しかし、自分の頭で考えるというのは楽ではありません。

だからこそ「それっぽい事を言っている人」の言う事を聞いておけばなんとかなると、無意識に思っている人が多いのではないでしょうか。

 

実際に、私も読書が習慣になる前は、自分の頭で何かを考えるという事は今より格段に少なく、それゆえに日々のあらゆることに関して苦痛も多かったです。

 

 

ではなぜ「自分の頭で考える」ことが日本人は難しいのか。

それはやはり学校教育に問題があるということになってきます。

本の学校教育の何が問題なのかが詳しく書かれています。

 

なんかもうこれはわかりきったことで、学校の教育に関してはもう諦めた方が早いんじゃないかと私は思っています。

 

この本では〝本質思考=物事を多方面から見る考え方〟とされています。

そうすることにより、全体を意識できるようになる。

しかし、慣れていなければそれが難しい。

 

 

そんな人のために『考えるための道具』について教えてくれている。

この道具の存在を知ることで、本質思考を習得できるというわけです。

 

 

例えば鳥の目(俯瞰)や昆虫の目(細分化)、水平思考、時間軸や空間軸を移動させるなど。

そして結構大事だなと思うのは「あらゆることを疑ってみる」ことについてです。

もっともらしい事を言う人の言葉を鵜呑みにしてしまうのは、この「一度疑ってみる」ということをしないからなんですよね。

 

そしてなぜ疑うことをしないのかというと、疑うための材料がないからだと思うのです。じゃあ、なんでその材料がないのかというと、私はやはり「本を読まないから」だと思う。

すべての人が本を読んだ方がいいとは思いませんが、本を読むことのメリットがありすぎるので、読書家がもっと増えればいいなと思っているこの頃です。

 

 

本質にたどりつくことは容易くはないのですが、「量」をこなすことで「質」が変わってくると書いている。

これは私も実感していて、読書を始めた頃よりも、確実に読む本の内容が濃かったり、本質的な内容のものに近づいていると思います。

 

 

そして激しく同意したのが「みんながいいと思うものこそ立ち止まって考えてみる」ということ。

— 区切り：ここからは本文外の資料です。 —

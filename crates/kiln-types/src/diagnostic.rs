use crate::Span;
use serde::{Deserialize, Serialize};
use std::fmt;

/// The lexer and parser give up after this many errors.
pub const MAX_ERRORS: usize = 20;

/// Diagnostic severity.
#[derive(Debug, Clone, Copy, PartialEq, Eq, PartialOrd, Ord, Hash, Serialize, Deserialize)]
#[serde(rename_all = "lowercase")]
pub enum Severity {
    Error,
    Warning,
    Info,
}

/// Diagnostic category, determined by code range.
#[derive(Debug, Clone, Copy, PartialEq, Eq, Serialize, Deserialize)]
#[serde(rename_all = "lowercase")]
pub enum DiagnosticCategory {
    Syntax,
    Binding,
    Reference,
    EntryPoint,
}

/// Numeric diagnostic code (K100–K499).
#[derive(Debug, Clone, Copy, PartialEq, Eq, PartialOrd, Ord, Hash, Serialize, Deserialize)]
pub struct DiagnosticCode(pub u16);

impl DiagnosticCode {
    // ── Syntax (K100–K199) ──
    pub const UNEXPECTED_TOKEN: Self = Self(100);
    pub const UNCLOSED_DELIMITER: Self = Self(101);
    pub const UNTERMINATED_STRING: Self = Self(102);
    pub const INVALID_NUMBER: Self = Self(103);
    pub const BLOCK_COMMENT_USED: Self = Self(104);
    pub const UNEXPECTED_CHARACTER: Self = Self(105);
    pub const TOP_LEVEL_STATEMENT: Self = Self(106);
    pub const NESTING_TOO_DEEP: Self = Self(107);
    pub const INVALID_ESCAPE: Self = Self(108);

    // ── Binding (K200–K299) ──
    pub const UNKNOWN_NAME: Self = Self(200);
    pub const WRONG_ARG_COUNT: Self = Self(201);
    pub const DUPLICATE_DECLARATION: Self = Self(202);
    pub const INVALID_ASSIGNMENT: Self = Self(203);
    pub const LOOP_CONTROL_OUTSIDE_LOOP: Self = Self(204);
    pub const UNKNOWN_MEMBER: Self = Self(205);
    pub const NOT_CALLABLE: Self = Self(206);
    pub const FUNCTION_AS_VALUE: Self = Self(207);
    pub const NAMESPACE_AS_VALUE: Self = Self(208);

    // ── References (K300–K399) ──
    pub const MISSING_REFERENCE: Self = Self(301);
    pub const MISSING_DEPENDENCY: Self = Self(302);
    pub const INACCESSIBLE_SYMBOL: Self = Self(303);

    // ── Entry point (K400–K499) ──
    pub const MISSING_ENTRY_POINT: Self = Self(400);
    pub const INVALID_ENTRY_POINT: Self = Self(401);

    /// Get the category for this code.
    pub fn category(self) -> DiagnosticCategory {
        match self.0 {
            200..=299 => DiagnosticCategory::Binding,
            300..=399 => DiagnosticCategory::Reference,
            400..=499 => DiagnosticCategory::EntryPoint,
            _ => DiagnosticCategory::Syntax,
        }
    }
}

impl fmt::Display for DiagnosticCode {
    fn fmt(&self, f: &mut fmt::Formatter<'_>) -> fmt::Result {
        write!(f, "K{}", self.0)
    }
}

impl fmt::Display for DiagnosticCategory {
    fn fmt(&self, f: &mut fmt::Formatter<'_>) -> fmt::Result {
        match self {
            Self::Syntax => write!(f, "syntax"),
            Self::Binding => write!(f, "binding"),
            Self::Reference => write!(f, "reference"),
            Self::EntryPoint => write!(f, "entry-point"),
        }
    }
}

/// A compiler message tied to a source location.
#[derive(Debug, Clone, PartialEq, Serialize, Deserialize)]
pub struct Diagnostic {
    /// Source file name; empty for anonymous source.
    pub file: String,
    pub code: DiagnosticCode,
    pub severity: Severity,
    /// Derived from `code`.
    pub category: DiagnosticCategory,
    pub message: String,
    #[serde(flatten)]
    pub span: Span,
    /// The source line the span starts on.
    pub source_line: String,
    #[serde(skip_serializing_if = "Option::is_none")]
    pub suggestion: Option<String>,
}

impl Diagnostic {
    /// Create an error-severity diagnostic.
    pub fn error(
        file: impl Into<String>,
        code: DiagnosticCode,
        message: impl Into<String>,
        span: Span,
        source_line: impl Into<String>,
    ) -> Self {
        Self {
            file: file.into(),
            code,
            severity: Severity::Error,
            category: code.category(),
            message: message.into(),
            span,
            source_line: source_line.into(),
            suggestion: None,
        }
    }

    /// Create a warning-severity diagnostic.
    pub fn warning(
        file: impl Into<String>,
        code: DiagnosticCode,
        message: impl Into<String>,
        span: Span,
        source_line: impl Into<String>,
    ) -> Self {
        Self {
            severity: Severity::Warning,
            ..Self::error(file, code, message, span, source_line)
        }
    }

    /// Attach a fix suggestion.
    pub fn with_suggestion(mut self, suggestion: impl Into<String>) -> Self {
        self.suggestion = Some(suggestion.into());
        self
    }

    pub fn is_error(&self) -> bool {
        self.severity == Severity::Error
    }
}

/// `<file>(<line>,<column>): <message>`, 1-based.
impl fmt::Display for Diagnostic {
    fn fmt(&self, f: &mut fmt::Formatter<'_>) -> fmt::Result {
        write!(f, "{}{}: {}", self.file, self.span, self.message)
    }
}

impl std::error::Error for Diagnostic {}

/// All diagnostics reported for one compilation.
#[derive(Debug, Clone, Default, Serialize, Deserialize)]
pub struct Diagnostics {
    pub errors: Vec<Diagnostic>,
    pub warnings: Vec<Diagnostic>,
    pub infos: Vec<Diagnostic>,
    pub total_errors: usize,
    pub total_warnings: usize,
}

impl Diagnostics {
    pub fn new() -> Self {
        Self::default()
    }

    pub fn has_errors(&self) -> bool {
        self.total_errors > 0
    }

    /// Record a diagnostic in the bucket matching its severity.
    pub fn push(&mut self, diagnostic: Diagnostic) {
        match diagnostic.severity {
            Severity::Error => {
                self.errors.push(diagnostic);
                self.total_errors += 1;
            }
            Severity::Warning => {
                self.warnings.push(diagnostic);
                self.total_warnings += 1;
            }
            Severity::Info => self.infos.push(diagnostic),
        }
    }

    pub fn extend(&mut self, diagnostics: impl IntoIterator<Item = Diagnostic>) {
        for d in diagnostics {
            self.push(d);
        }
    }

    /// Merge another collection.
    pub fn merge(&mut self, other: Diagnostics) {
        self.extend(other.errors);
        self.extend(other.warnings);
        self.extend(other.infos);
    }

    /// One `<file>(<line>,<column>): <message>` line per error,
    /// in report order.
    pub fn error_lines(&self) -> Vec<String> {
        self.errors.iter().map(ToString::to_string).collect()
    }

    /// Every stored diagnostic, errors first.
    pub fn iter(&self) -> impl Iterator<Item = &Diagnostic> {
        self.errors
            .iter()
            .chain(self.warnings.iter())
            .chain(self.infos.iter())
    }
}

impl IntoIterator for Diagnostics {
    type Item = Diagnostic;
    type IntoIter = std::vec::IntoIter<Diagnostic>;

    fn into_iter(self) -> Self::IntoIter {
        let mut all = self.errors;
        all.extend(self.warnings);
        all.extend(self.infos);
        all.into_iter()
    }
}

#[cfg(test)]
mod tests {
    use super::*;

    fn sample(code: DiagnosticCode) -> Diagnostic {
        Diagnostic::error(
            "main.kn",
            code,
            "The name 'foo' does not exist",
            Span::new(3, 5, 3, 8),
            "    foo()",
        )
    }

    #[test]
    fn test_code_category() {
        assert_eq!(
            DiagnosticCode::UNEXPECTED_TOKEN.category(),
            DiagnosticCategory::Syntax
        );
        assert_eq!(
            DiagnosticCode::UNKNOWN_NAME.category(),
            DiagnosticCategory::Binding
        );
        assert_eq!(
            DiagnosticCode::MISSING_REFERENCE.category(),
            DiagnosticCategory::Reference
        );
        assert_eq!(
            DiagnosticCode::MISSING_ENTRY_POINT.category(),
            DiagnosticCategory::EntryPoint
        );
    }

    #[test]
    fn test_code_display() {
        assert_eq!(DiagnosticCode::WRONG_ARG_COUNT.to_string(), "K201");
        assert_eq!(DiagnosticCode::MISSING_DEPENDENCY.to_string(), "K302");
    }

    #[test]
    fn test_display_matches_compiler_line_format() {
        let d = sample(DiagnosticCode::UNKNOWN_NAME);
        assert_eq!(d.to_string(), "main.kn(3,5): The name 'foo' does not exist");
    }

    #[test]
    fn test_display_without_file_name() {
        let d = Diagnostic::error(
            "",
            DiagnosticCode::UNEXPECTED_TOKEN,
            "expected '}'",
            Span::point(1, 12),
            "",
        );
        assert_eq!(d.to_string(), "(1,12): expected '}'");
    }

    #[test]
    fn test_warning_constructor() {
        let d = Diagnostic::warning(
            "main.kn",
            DiagnosticCode::MISSING_ENTRY_POINT,
            "no 'main' function",
            Span::point(1, 1),
            "",
        );
        assert_eq!(d.severity, Severity::Warning);
        assert_eq!(d.category, DiagnosticCategory::EntryPoint);
        assert!(!d.is_error());
    }

    #[test]
    fn test_json_field_names() {
        let d = sample(DiagnosticCode::UNKNOWN_NAME).with_suggestion("declare it with 'let'");
        let json = serde_json::to_string(&d).unwrap();
        assert!(json.contains("\"line\":3"));
        assert!(json.contains("\"column\":5"));
        assert!(json.contains("\"severity\":\"error\""));
        assert!(json.contains("\"category\":\"binding\""));
        assert!(json.contains("\"suggestion\""));
        let back: Diagnostic = serde_json::from_str(&json).unwrap();
        assert_eq!(back, d);
    }

    #[test]
    fn test_every_error_is_stored() {
        let mut diags = Diagnostics::new();
        for i in 0..25 {
            diags.push(Diagnostic::error(
                "main.kn",
                DiagnosticCode::UNEXPECTED_TOKEN,
                format!("error {i}"),
                Span::point(i + 1, 1),
                "",
            ));
        }
        assert_eq!(diags.errors.len(), 25);
        assert_eq!(diags.total_errors, 25);
        assert_eq!(diags.error_lines().len(), 25);
        assert_eq!(diags.error_lines()[24], "main.kn(25,1): error 24");
        assert!(diags.has_errors());
    }

    #[test]
    fn test_warnings_do_not_count_as_errors() {
        let mut diags = Diagnostics::new();
        diags.push(Diagnostic::warning(
            "main.kn",
            DiagnosticCode::MISSING_ENTRY_POINT,
            "no main",
            Span::point(1, 1),
            "",
        ));
        assert!(!diags.has_errors());
        assert_eq!(diags.total_warnings, 1);
        assert!(diags.error_lines().is_empty());
    }

    #[test]
    fn test_merge_keeps_every_error() {
        let mut a = Diagnostics::new();
        let mut b = Diagnostics::new();
        for _ in 0..22 {
            b.push(sample(DiagnosticCode::UNKNOWN_NAME));
        }
        a.merge(b);
        assert_eq!(a.total_errors, 22);
        assert_eq!(a.errors.len(), 22);
    }

    #[test]
    fn test_error_lines_in_report_order() {
        let mut diags = Diagnostics::new();
        diags.push(sample(DiagnosticCode::UNKNOWN_NAME));
        diags.push(Diagnostic::error(
            "main.kn",
            DiagnosticCode::WRONG_ARG_COUNT,
            "wrong arity",
            Span::point(7, 2),
            "",
        ));
        assert_eq!(
            diags.error_lines(),
            vec![
                "main.kn(3,5): The name 'foo' does not exist".to_string(),
                "main.kn(7,2): wrong arity".to_string(),
            ]
        );
    }

    #[test]
    fn test_diagnostic_determinism_100_iterations() {
        let first = serde_json::to_string(&sample(DiagnosticCode::UNKNOWN_NAME)).unwrap();
        for i in 0..100 {
            let json = serde_json::to_string(&sample(DiagnosticCode::UNKNOWN_NAME)).unwrap();
            assert_eq!(first, json, "determinism failure at iteration {i}");
        }
    }
}
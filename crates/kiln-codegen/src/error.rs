//! Codegen error types.

use thiserror::Error;

/// Errors that can occur during WASM code generation.
#[derive(Debug, Error)]
pub enum CodegenError {
    /// An internal consistency check failed.
    #[error("internal codegen error: {0}")]
    Internal(String),

    /// The generated WASM module failed validation.
    #[error("WASM validation failed: {0}")]
    ValidationFailed(String),

    /// A name the binder should have resolved has no symbol.
    #[error("unresolved symbol: {0}")]
    UnresolvedSymbol(String),

    /// The program does not fit the module's limits.
    #[error("limit exceeded: {0}")]
    LimitExceeded(String),

    /// Bytes handed back for inspection are not a readable Kiln module.
    #[error("invalid module: {0}")]
    InvalidModule(String),
}

/// Codegen result type alias.
pub type CodegenResult<T> = Result<T, CodegenError>;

この考え方ができる人が多く日本にいるだけで、全体主義的な間違いが起こる事態を防ぐことができるのではないでしょうか。

 

 

この本で新しい考え方が吹き込んできたのですが、それは短歌、俳句、川柳などを読むということ。

ほんのわずかな言葉を使って、ひとつの世界をつくりあげている

ということで、説明をするときにくどくどと長くなってしまいがちな私にとってはとても新鮮なことであり、まったく興味のなかった短歌などの見る目が変わりました。

 

 

その他は数字のもつ意味について。

これも非常に役に立ちます。

 

 

後半になると、「理屈」ではなく「感じる」ことの大切さについて説明されています。

この部分が私にとっては非常にためになる話であって、「感情抜きで考えるべき」と思っている人には一度読んでもらいたい部分あります。

 

私も「ロジカルシンキングこそベスト」という風潮には疑問を感じていたので、そこら辺がスッキリした。

 

当たり前なのですが、人間は知性や理性だけで動いているわけではない。

むしろ、感情という部分があるからこそロジカルにも考えることができるのであって、どちらかをないがしろにするべきものではないんですよね。

 

感情がどんなものなのかということを深く知るためにおすすめしたいのがこちらの本。

断捨離をした時に手放さなかった本のうちのひとつです。

 

非情に専門的であるにも関わらず温かみというセンスも感じられ、何か大事な事を忘れたときに読みたい本です。

 

 

と、少し脱線しましたが『本質をつかむ思考法』ではその他にも非常にためになることが盛りだくさんで、あと何回かまたくり返して読みたい本だと思いました。